Out of Place?

Mixed-Race Identities in Ghana

Geraldine A. Ampah and Akosua K. Darkwah

Abstract

This article discusses the identity formation of mixed-race children in Ghana. We recognize the cultural, historical, and geographic specificities in conceptions of race and focus in this piece on exploring the processes by which individuals with parents from two racial groupings come to a sense of their identity in a context where their epidermal visibility makes them markedly different. Using the life histories of eight individuals with mixed-race identity who live in Ghana as a case study, we find that in Ghana, mixed-race individuals claim one of two identities. One group claims both identities leading to the formation of what Rocquemore (1998) would call a protean identity, that is, they are equally linked to both of their parents’ societies.

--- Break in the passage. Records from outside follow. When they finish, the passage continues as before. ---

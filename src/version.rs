// Copyright (c) 2025 Fabstir
// SPDX-License-Identifier: BUSL-1.1
// Version information for the ripeness pipeline

/// Semantic version number
pub const VERSION_NUMBER: &str = "0.1.0";

/// Build date
pub const BUILD_DATE: &str = "2025-10-13";

/// Supported features in this version
pub const FEATURES: &[&str] = &[
    "two-stage-routing",
    "single-stage",
    "label-normalization",
    "validity-modes",
    "supabase-store",
    "toml-label-tables",
    "prometheus-export",
];

/// Get formatted version string for logging
pub fn get_version_string() -> String {
    format!(
        "Ripeness Pipeline {} ({}) [{}]",
        VERSION_NUMBER,
        BUILD_DATE,
        FEATURES.join(", ")
    )
}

We take Rocquemore’s concept one step further by highlighting one of the mechanisms by which this identity is produced in Ghana, a global South context; close ties to both sides of their family made possible by socio-economic circumstances. Protean identity formations are more likely for young and middle-aged Ghanaian individuals who grew up in the 1990s and beyond where improvements in travel and communication made it much easier to maintain multi-stranded transnational connections across borders. These individuals live and spend an equal amount of time in both societies thus maintaining close ties to both sides of their family. The older group who had less access to the communities of their non-Ghanaian/white parent are more likely to claim what Rocquemore and Brunsma (2002) would call a singular identity, only Ghanaianness. However, for both groups, their epidermal visibility marks them as different, and Ghanaians respond to both groups as the other.